アシュートでは、「タワドロスは犬」とスプレーの落書きがあった。コプト教会の教皇タワドロス2世を非難するもの。キリスト者の住居、店舗、礼拝所には大きく十字架がペイントで描かれた例もある。
敵意に満ちた行動の続発に、権利擁護16組織の連合体が7月31日、人口の約1割を占めながら、慢性的な差別に耐えている少数派キリスト者の保護を当局に要請するまでになった。
米宗教専門RNS通信は、「イスラム原理主義者は責任を問われることもないから、喜んで行進を続けるだろう。いつかウチもやられるのでは」と30日にデモ隊が通過したアシュートのヨウスリ・ラヘブ通りに宝石店を構えるホッサム・ナビル氏(38)が語ったことを報じている。他の店もそうだが、ナビル氏もデモ隊が通り過ぎるまで店のシャッターを閉めた。「彼らは人差し指を立てのどを切るまねをする。わたしたちを虐殺するぞと脅し、またモルシの名をわたしたちの顔に向かって大声で叫ぶ」と言う。デモ隊が通過中に店に来た若い夫婦は、恐怖に身を固まらせた。
アシュートでイスラム原理主義者が強硬なのは、現地当局が弱体な一方、宗教の威力が強いこと。また貧困層が多く、生活が安定しているキリスト者へのねたみもある。
落書きは消してもすぐに描かれてしまうので、ガマル・アダム知事代行は、消去を止めた、とAP通信に語っている。市の清掃係が現場で原理主義者に捕まったら、暴行されるだろうとも言う。
アシュートの人口の4割を占めるキリスト者の生活は激変した。集合住宅の壁に、赤くばってんを付けられた十字架が描かれていたりした。夜の外出は控えられている。教会は午後の活動を止めた。富裕層の中には転出した人もいる。
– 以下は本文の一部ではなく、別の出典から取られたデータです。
use std::path::{Path, PathBuf};

use serde::{Deserialize, Serialize};

use crate::error::LedgerError;

const CONFIG_FILE_NAME: &str = "config.json";
const CONFIG_ENV_VAR: &str = "LEDGER_CONFIG_PATH";

/// Identity the CLI acts with when flags don't say otherwise.
#[derive(Debug, Default, Clone, PartialEq, Eq, Serialize, Deserialize)]
pub struct Config {
    #[serde(default)]
    pub pairing_id: Option<String>,
    #[serde(default)]
    pub user_id: Option<String>,
}

#[derive(Debug, Clone)]
pub struct ConfigLoad {
    pub config: Config,
    pub error: Option<LedgerError>,
}

#[derive(Debug, Default, Clone, PartialEq, Eq)]
pub struct ConfigOverrides {
    pub pairing_id: Option<String>,
    pub user_id: Option<String>,
}

pub fn config_path() -> Result<PathBuf, LedgerError> {
    if let Ok(path) = std::env::var(CONFIG_ENV_VAR)
        && !path.trim().is_empty()
    {
        return Ok(PathBuf::from(path));
    }

    if cfg!(windows) {
        let appdata = std::env::var("APPDATA")
            .map_err(|_| LedgerError::storage_unavailable("APPDATA is not set"))?;
        Ok(PathBuf::from(appdata).join("ledger").join(CONFIG_FILE_NAME))
    } else {
        let home = std::env::var("HOME")
            .map_err(|_| LedgerError::storage_unavailable("HOME is not set"))?;
        Ok(PathBuf::from(home)
            .join(".config")
            .join("ledger")
            .join(CONFIG_FILE_NAME))
    }
}

/// Loads the config, degrading to defaults when the file is missing or
/// unreadable; the error rides along so callers can report it.
pub fn load_config_with_fallback() -> ConfigLoad {
    match config_path() {
        Ok(path) => load_config_with_fallback_from_path(&path),
        Err(err) => ConfigLoad {
            config: Config::default(),
            error: Some(err),
        },
    }
}

fn load_config_with_fallback_from_path(path: &Path) -> ConfigLoad {
    if !path.exists() {
        return ConfigLoad {
            config: Config::default(),
            error: None,
        };
    }

    match load_config_from_path(path) {
        Ok(config) => ConfigLoad {
            config,
            error: None,
        },
        Err(err) => ConfigLoad {
            config: Config::default(),
            error: Some(err),
        },
    }
}

fn load_config_from_path(path: &Path) -> Result<Config, LedgerError> {
    let content = std::fs::read_to_string(path)
        .map_err(|err| LedgerError::storage_unavailable(format!("{}: {}", path.display(), err)))?;
    serde_json::from_str(&content).map_err(|err| {
        LedgerError::validation_rejected(format!("invalid JSON in {}: {}", path.display(), err))
    })
}

pub fn merge_overrides(base: &Config, overrides: &ConfigOverrides) -> Config {
    let mut merged = base.clone();
    if let Some(pairing_id) = overrides.pairing_id.as_ref() {
        merged.pairing_id = Some(pairing_id.clone());
    }
    if let Some(user_id) = overrides.user_id.as_ref() {
        merged.user_id = Some(user_id.clone());
    }
    merged
}
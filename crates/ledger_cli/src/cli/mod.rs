use std::path::PathBuf;

use clap::{Parser, Subcommand};

#[derive(Parser, Debug)]
#[command(author, version, about, long_about = None)]
pub struct Cli {
    #[command(subcommand)]
    pub command: Command,

    /// Output JSON
    #[arg(long, global = true)]
    pub json: bool,

    /// Pairing identifier (overrides config.json)
    #[arg(long, global = true)]
    pub pairing: Option<String>,

    /// Acting user identifier (overrides config.json)
    #[arg(long, global = true)]
    pub user: Option<String>,

    /// Page date as YYYY-MM-DD (defaults to today)
    #[arg(long, global = true)]
    pub date: Option<String>,

    /// Store file path (overrides LEDGER_STORE_PATH)
    #[arg(long, global = true)]
    pub store: Option<PathBuf>,
}

#[derive(Subcommand, Debug)]
pub enum Command {
    /// Show a day's page, creating it with carry-over on first view
    ///
    /// Example: ledger show --date 2026-08-07
    Show,
    /// Add a task to the shared list, or to your own with --personal
    ///
    /// Example: ledger add "Buy flowers"
    /// Example: ledger add "Call mom" --personal
    Add {
        text: Option<String>,
        #[arg(long)]
        personal: bool,
    },
    /// Toggle a task between done and open
    ///
    /// Example: ledger toggle 1754550000000
    /// Example: ledger toggle 1754550000000 --personal
    Toggle {
        id: i64,
        #[arg(long)]
        personal: bool,
    },
    /// Archive the page into history and clear it for reuse
    ///
    /// Example: ledger tear-off
    TearOff {
        /// Archive even if tasks are still open
        #[arg(long)]
        force: bool,
    },
    /// List archived pages, newest first
    ///
    /// Example: ledger history
    History,
    /// Restore an archived task into the current day's page
    ///
    /// Example: ledger restore doc-00000001 1754550000000
    Restore { archive_key: String, task_id: i64 },
}
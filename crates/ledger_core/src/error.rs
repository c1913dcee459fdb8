use thiserror::Error;

#[derive(Debug, Clone, PartialEq, Eq, Error)]
pub enum LedgerError {
    #[error("storage_unavailable - {0}")]
    StorageUnavailable(String),
    #[error("not_found - {0}")]
    NotFound(String),
    #[error("validation_rejected - {0}")]
    ValidationRejected(String),
}

impl LedgerError {
    pub fn storage_unavailable<M: Into<String>>(message: M) -> Self {
        Self::StorageUnavailable(message.into())
    }

    pub fn not_found<M: Into<String>>(message: M) -> Self {
        Self::NotFound(message.into())
    }

    pub fn validation_rejected<M: Into<String>>(message: M) -> Self {
        Self::ValidationRejected(message.into())
    }

    pub fn code(&self) -> &'static str {
        match self {
            Self::StorageUnavailable(_) => "storage_unavailable",
            Self::NotFound(_) => "not_found",
            Self::ValidationRejected(_) => "validation_rejected",
        }
    }

    pub fn message(&self) -> &str {
        match self {
            Self::StorageUnavailable(message) => message,
            Self::NotFound(message) => message,
            Self::ValidationRejected(message) => message,
        }
    }
}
「こんな抑圧を経験したことはない。毎日が踏んだり蹴ったりだ」とナビーネ・カマルさん(40)。薬剤師で10代の娘さんが2人いる。「怒っているし、不満一杯だが、ここに留まる」と言う。「わたしと主人が、事態はすぐに良くなる、と話しても娘たちは信じない。エジプトに失望し、脱出したがっている。しかし、個人的に、私は、全てが、わたしたちと国に良いものをもたらすと信じている。ムスリム同胞団の指導者モルシが大統領になって、同胞団統治が80年は続く、と思っていたが、ちょうど1年でダメになった。誰がこのことを信じていただろうか」。
クーデター以来、少なくともキリスト者7人が殺害された。負傷者は多数に上っている。
エジプトのキリスト者は政治に介入することを避けるのが常だった。しかし2011年の「アラブの春」以来、政策に発言を始めた。モルシ政権がイスラム色を強めるにつれ、発言も厳しくなった。タワドロス2世は、教皇に選任されると、大統領批判を強め、信徒に向けては、積極的に政治に参画するよう勧めるようになった。一方、イスラム教過激派は、キリスト教はイスラム教の敵であり、コプト教徒に少数派であることを忘れるな、と警告していた。